Segundo Edmilson, o foro privilegiado é um grande problema para se investigar e condenar corruptos no Brasil. “Acaba sendo um crime de baixo risco para os políticos brasileiros porque se tem essa dificuldade em se processar e condenar, principalmente por causa do foro privilegiado. Vira um privilegio porque essas pessoas não são julgadas nunca, com o foro de prerrogativa de função”, explicou.
Essa dificuldade em investigar quem possui prerrogativas impede o procurador de dizer quando a Lava Jato chegará no Estado, para apurar indícios de corrupção nas obras da Arena da Amazônia e ponte do Rio Negro. "A cada nova fase surgem provas novas. É uma questão difícil de saber se essas provas serão suficientes para dizer que vai chegar ou não chegar. Qualquer previsão minha é mera especulação”, disse Barreiros.

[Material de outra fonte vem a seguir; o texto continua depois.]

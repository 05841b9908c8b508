//! The end-to-end driver: front end, analyses, SSA construction,
//! optimization, SSA destruction, register allocation, and code generation,
//! wired together in the order the crate-level pipeline diagram names.
//!
//! Most scalar passes (`gvn`, `global_copy`, `dce`, `simplify_cfg`, `gcm`)
//! are plain `&mut Function -> bool` functions and get wrapped as
//! [`FunctionPass`] so they run through a [`Pipeline`]. `local_prop` also
//! needs a `&mut Context` and the whole-module passes (`licm`, `inline`,
//! `tre`) take `&mut Module` (plus `&Context` for the latter two), so none
//! of those fit the `Pass` trait's fixed `run(&mut Module)` signature; the
//! driver calls them directly instead of forcing them through `Pipeline`.

use std::collections::HashMap;

use crate::analysis::analyze;
use crate::codegen;
use crate::error::Fatal;
use crate::frontend::{self, CompiledUnit};
use crate::ir::{Context, Function, Module};
use crate::opt;
use crate::pass::{FunctionPass, PerFunction, Pipeline};
use crate::regalloc::{self, Allocation, RegisterBanks};
use crate::ssa;
use crate::ssadestruct;

struct GvnPass;
impl FunctionPass for GvnPass {
    fn name(&self) -> &'static str {
        "gvn"
    }
    fn run_function(&mut self, func: &mut Function) -> Result<bool, Fatal> {
        Ok(opt::gvn::run(func))
    }
}

struct GlobalCopyPass;
impl FunctionPass for GlobalCopyPass {
    fn name(&self) -> &'static str {
        "global_copy"
    }
    fn run_function(&mut self, func: &mut Function) -> Result<bool, Fatal> {
        Ok(opt::global_copy::run(func))
    }
}

struct DcePass;
impl FunctionPass for DcePass {
    fn name(&self) -> &'static str {
        "dce"
    }
    fn run_function(&mut self, func: &mut Function) -> Result<bool, Fatal> {
        Ok(opt::dce::run(func))
    }
}

struct SimplifyCfgPass;
impl FunctionPass for SimplifyCfgPass {
    fn name(&self) -> &'static str {
        "simplify_cfg"
    }
    fn run_function(&mut self, func: &mut Function) -> Result<bool, Fatal> {
        Ok(opt::simplify_cfg::run(func))
    }
}

struct GcmPass;
impl FunctionPass for GcmPass {
    fn name(&self) -> &'static str {
        "gcm"
    }
    fn run_function(&mut self, func: &mut Function) -> Result<bool, Fatal> {
        Ok(opt::gcm::run(func))
    }
}

fn scalar_pipeline() -> Pipeline {
    Pipeline::new("scalar")
        .push(PerFunction(GvnPass))
        .push(PerFunction(GlobalCopyPass))
        .push(PerFunction(DcePass))
        .push(PerFunction(SimplifyCfgPass))
        .push(PerFunction(GcmPass))
}

/// Run local propagation plus the scalar `Pipeline` to a fixpoint, one
/// round at a time (re-running the shared analyses between rounds, since
/// every pass here can change the CFG or def sites).
fn run_scalar_passes(module: &mut Module, ctx: &mut Context, max_iters: usize) -> Result<bool, Fatal> {
    let mut pipeline = scalar_pipeline();
    let mut any_changed = false;
    for _ in 0..max_iters {
        let mut changed = false;
        for func in &mut module.functions {
            analyze(func, ctx);
            changed |= opt::local_prop::run(func, ctx);
        }
        changed |= pipeline.run_once(module)?;
        any_changed |= changed;
        if !changed {
            break;
        }
    }
    Ok(any_changed)
}

/// Run the whole-module passes to a fixpoint, re-analyzing every function
/// beforehand since inlining and tail-recursion elimination both add and
/// remove blocks across function boundaries.
fn run_module_passes(module: &mut Module, ctx: &Context, max_iters: usize) -> bool {
    let mut any_changed = false;
    for _ in 0..max_iters {
        for func in &mut module.functions {
            analyze(func, ctx);
        }
        let mut changed = false;
        changed |= opt::licm::run(module);
        changed |= opt::inline::run(module, ctx);
        changed |= opt::tre::run(module, ctx);
        any_changed |= changed;
        if !changed {
            break;
        }
    }
    any_changed
}

fn fatal_to_anyhow(e: Fatal) -> anyhow::Error {
    anyhow::anyhow!(e.to_string())
}

/// Compile `src` all the way to the register-annotated textual listing
/// [`codegen::emit_module`] produces. Bails with the aggregated front-end
/// diagnostics if the source doesn't type-check (see
/// [`frontend::compile_or_report`]), or with a [`Fatal`] if a pass later
/// violates one of the IR's own invariants.
pub fn compile(src: &str) -> anyhow::Result<String> {
    let CompiledUnit { mut module, mut context, .. } = frontend::compile_or_report(src)?;

    for func in &mut module.functions {
        analyze(func, &context);
        ssa::construct_ssa(func).map_err(fatal_to_anyhow)?;
    }

    run_scalar_passes(&mut module, &mut context, 16).map_err(fatal_to_anyhow)?;
    run_module_passes(&mut module, &context, 8);
    // Inlining and tail-recursion elimination can expose fresh scalar
    // redundancy (newly merged blocks, newly dead stores); sweep once more.
    run_scalar_passes(&mut module, &mut context, 16).map_err(fatal_to_anyhow)?;

    for idx in 0..module.functions.len() {
        analyze(&mut module.functions[idx], &context);
        ssadestruct::destruct_ssa(&mut module, idx);
    }
    for func in &mut module.functions {
        analyze(func, &context);
        ssadestruct::coalesce_copies(func);
    }

    let banks = RegisterBanks::riscv();
    let mut allocations: HashMap<String, Allocation> = HashMap::new();
    for func in &mut module.functions {
        analyze(func, &context);
        let alloc = regalloc::allocate(func, &banks).map_err(fatal_to_anyhow)?;
        allocations.insert(func.name.clone(), alloc);
    }

    Ok(codegen::emit_module(&module, &context, &allocations))
}

#[cfg(test)]
mod tests {
    use super::*;

    #[test]
    fn compiles_a_straight_line_function_to_annotated_text() {
        let text = compile("fn add(a: int, b: int) -> int { return a + b; }").unwrap();
        assert!(text.contains("function $add"));
        assert!(text.contains("ret"));
    }

    #[test]
    fn promotes_locals_out_of_memory_through_mem2reg() {
        // Every local is lowered to an alloc + load/store; after SSA
        // construction and cleanup none of that traffic should survive.
        let text = compile("fn id(x: int) -> int { let y: int = x; return y; }").unwrap();
        assert!(!text.contains("alloc4"));
        assert!(!text.contains("alloc8"));
        assert!(!text.contains("storew"));
        assert!(!text.contains("loadw"));
    }

    #[test]
    fn while_loop_compiles_without_panicking() {
        let src = "fn sum(n: int) -> int { \
            let i: int = 0; let s: int = 0; \
            while (i) { s = s + i; i = i + 1; } \
            return s; }";
        let text = compile(src).unwrap();
        assert!(text.contains("function $sum"));
    }

    #[test]
    fn bails_with_diagnostics_on_an_ill_typed_program() {
        let result = compile("fn f() -> int { return y; }");
        assert!(result.is_err());
    }

    #[test]
    fn mutual_calls_compile_through_inlining_and_tre() {
        let src = "fn callee(a: int) -> int { return a + 1; } \
                   fn caller(a: int) -> int { return callee(a); }";
        let text = compile(src).unwrap();
        assert!(text.contains("function $caller"));
        assert!(text.contains("function $callee"));
    }
}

Nesta entrevista Barreiros também disse que o Amazonas é o Estado brasileiro mais difícil para a Justiça trabalhar. "Quando se vai trabalhar no interior você vê um cenário em que os direitos sociais não são atendidos. Ainda é muito desigual a presença do Estado no interior do Amazonas”, frisou.
A falta de desenvolvimento no interior do Estado impede a atuação de proteção das fronteiras, no combate a entrada de armas, drogas, trafico humano e a biopirataria. "O Amazonas é o estado mais difícil para se trabalhar em logística”, apontou o procurador-chefe do MPF/AM.